The rat hippocampus contains place cells whose firing is location-specific. These cells fire only when the rat enters a restricted region of the environment called the firing field. In this review, we examine the sensory information that is fundamental to the place cell system for producing spatial firing. While visual information takes precedence in the control of firing fields when it is available, local (olfactory and/or tactile) cues combined with motion-related cues can permit stable spatial firing. Motion-related cues are integrated by hippocampal place cells, but in the absence of an external cues do not support stable firing over long periods. While firing fields are based on a variety of sensory cues, they do not strictly depend on such cues. Rather, sensory information is important for activating the representation appropriate to the current environment as reflected by the firing properties of place cell ensembles.

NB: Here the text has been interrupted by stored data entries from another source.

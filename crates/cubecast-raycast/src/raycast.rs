//! First-solid-block queries against a [`World`].

use cubecast_math::Vec3f;
use cubecast_voxel::{ChunkId, World};
use glam::IVec3;

use crate::walk::GridWalk;

/// A bounded ray through the block grid.
#[derive(Clone, Copy, Debug, PartialEq)]
pub struct Ray {
    /// Start point in world space.
    pub origin: Vec3f,
    /// Unit direction. Not re-normalized by the traversal.
    pub direction: Vec3f,
    /// Maximum travel distance in world units (blocks).
    pub max_length: f32,
}

impl Ray {
    /// Creates a ray. `direction` must already be unit length.
    pub fn new(origin: Vec3f, direction: Vec3f, max_length: f32) -> Self {
        Self {
            origin,
            direction,
            max_length,
        }
    }

    /// Far end of the ray: `origin + max_length * direction`.
    pub fn end(&self) -> Vec3f {
        self.origin + self.max_length * self.direction
    }

    /// Point `distance` units along the ray.
    pub fn point_at(&self, distance: f32) -> Vec3f {
        self.origin + self.direction * distance
    }
}

/// Outcome of [`raycast`].
#[derive(Clone, Copy, Debug, PartialEq)]
pub struct RaycastResult {
    /// Chunk owning the hit block; `None` when nothing was hit.
    pub hit_chunk: Option<ChunkId>,
    /// The solid block hit, or the ray's end cell when nothing was hit.
    pub hit_cell: IVec3,
    /// Unit step taken to enter `hit_cell` (zero if the ray never left its start cell).
    pub last_step: IVec3,
    /// World distance from the origin to where the ray entered `hit_cell`.
    pub distance: f32,
}

impl RaycastResult {
    /// Whether a solid block was hit.
    pub fn collision(&self) -> bool {
        self.hit_chunk.is_some()
    }

    /// The empty cell the ray passed through just before `hit_cell`.
    ///
    /// Equal to `hit_cell` when the ray started inside it.
    pub fn last_empty_cell(&self) -> IVec3 {
        self.hit_cell - self.last_step
    }

    /// Outward normal of the face the ray entered through (zero if it started inside).
    pub fn face_normal(&self) -> IVec3 {
        -self.last_step
    }
}

/// Walks `ray` through `world` and reports the first solid block.
///
/// The walk stops at the first occupied cell or at the ray's end cell, so it
/// takes at most `|Δi| + |Δj| + |Δk|` steps. Cells in chunks that are not
/// loaded read as empty.
pub fn raycast(world: &World, ray: &Ray) -> RaycastResult {
    let end = ray.end();
    let segment_length = (end - ray.origin).length();

    let mut result = RaycastResult {
        hit_chunk: None,
        hit_cell: ray.origin.floor_to_cell(),
        last_step: IVec3::ZERO,
        distance: 0.0,
    };
    let mut last_t = 0.0;

    for visit in GridWalk::new(ray.origin, end) {
        result.hit_cell = visit.cell;
        result.last_step = visit.step;
        last_t = visit.t;

        if let Some(id) = world.chunk_for_block(visit.cell)
            && world
                .chunk(id)
                .is_some_and(|chunk| chunk.is_occupied(visit.cell))
        {
            result.hit_chunk = Some(id);
            break;
        }
    }

    result.distance = last_t * segment_length;
    tracing::trace!(
        origin = %ray.origin,
        hit = result.collision(),
        cell = %result.hit_cell,
        distance = result.distance,
        "raycast"
    );
    result
}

Specific sensory channels as well as the memory properties of place cells can support ongoing firing under manipulations of the environment. These memory features raise the question of the role of the place cell system in the acquisition, storage and retrieval of spatial information. Based on the existing literature about the effects of hippocampal lesions and about the metabolic activations in spatial memory tasks, we suggest that a function of the place cell system is to automatically provide the organism with information about its current location so as to allow for the rapid acquisition of novel information.